Trust-Region Behavior Blending for On-Policy Distillation

Summary (Overview)

Core Problem: On-policy distillation (OPD) trains a student on prefixes from its own policy, but early student rollouts can be of low quality, providing weak supervision from the teacher.
Proposed Solution: Trust-Region Behavior Blending (TRB), a warmup method that replaces early student rollouts with a teacher-guided behavior policy, constrained to stay within a student-centered KL trust region.
Key Mechanism: For each prefix, TRB selects the behavior policy $\mu^*$ that minimizes $D_{KL}(\mu \parallel \pi_T)$ subject to $D_{KL}(\mu \parallel \pi_S) \le \epsilon$ , with a closed-form solution: $\mu_\beta(a|h) \propto \pi_S(a|h)^{1-\beta} \pi_T(a|h)^\beta$ .
Implementation: The KL budget $\epsilon$ is linearly annealed to zero over a fixed warmup horizon $K$ , after which training reverts to pure student rollouts.
Empirical Result: TRB achieves the strongest average performance across two math-reasoning distillation settings, outperforming vanilla OPD and other baselines like SKD, Veto, and SFT warmup.

Introduction and Theoretical Foundation

Knowledge distillation transfers capability from a large teacher model to a smaller student.

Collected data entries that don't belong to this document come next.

//! Authentication error types.

use thiserror::Error;

use crate::db::RepositoryError;

/// Errors that can occur during authentication operations.
#[derive(Debug, Error)]
pub enum AuthError {
    /// Invalid email format.
    #[error("invalid email: {0}")]
    InvalidEmail(#[from] mystery_sack_core::EmailError),

    /// Phone number is not a 10-digit PH mobile number.
    #[error("invalid phone number: {0}")]
    InvalidPhone(#[from] mystery_sack_core::PhoneNumberError),

    /// Invalid credentials (wrong password or user not found).
    #[error("invalid credentials")]
    InvalidCredentials,

    /// User not found.
    #[error("user not found")]
    UserNotFound,

    /// User already exists.
    #[error("user already exists")]
    UserAlreadyExists,

    /// Password too weak or invalid.
    #[error("password validation failed: {0}")]
    WeakPassword(String),

    /// Password and confirmation differ.
    #[error("passwords do not match")]
    PasswordMismatch,

    /// Operation needs a signed-in user.
    #[error("not signed in")]
    NotSignedIn,

    /// Signed-in user lacks the admin role.
    #[error("admin role required")]
    Forbidden,

    /// Repository error.
    #[error("repository error: {0}")]
    Repository(#[from] RepositoryError),

    /// Password hashing error.
    #[error("password hashing error")]
    PasswordHash,
}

For Large Language Models (LLMs), standard offline distillation suffers from exposure bias: the student is trained on teacher-generated prefixes but must generate its own at inference time. On-Policy Distillation (OPD) addresses this by rolling out the current student and applying teacher supervision on the prefixes it actually visits.

However, early in training, the student's policy is weak, generating low-quality prefixes that may not carry usable teacher signal. This creates a tension: pure student rollouts preserve the target distribution but start poorly, while stronger teacher intervention (e.g., injecting teacher tokens) moves collection off-policy.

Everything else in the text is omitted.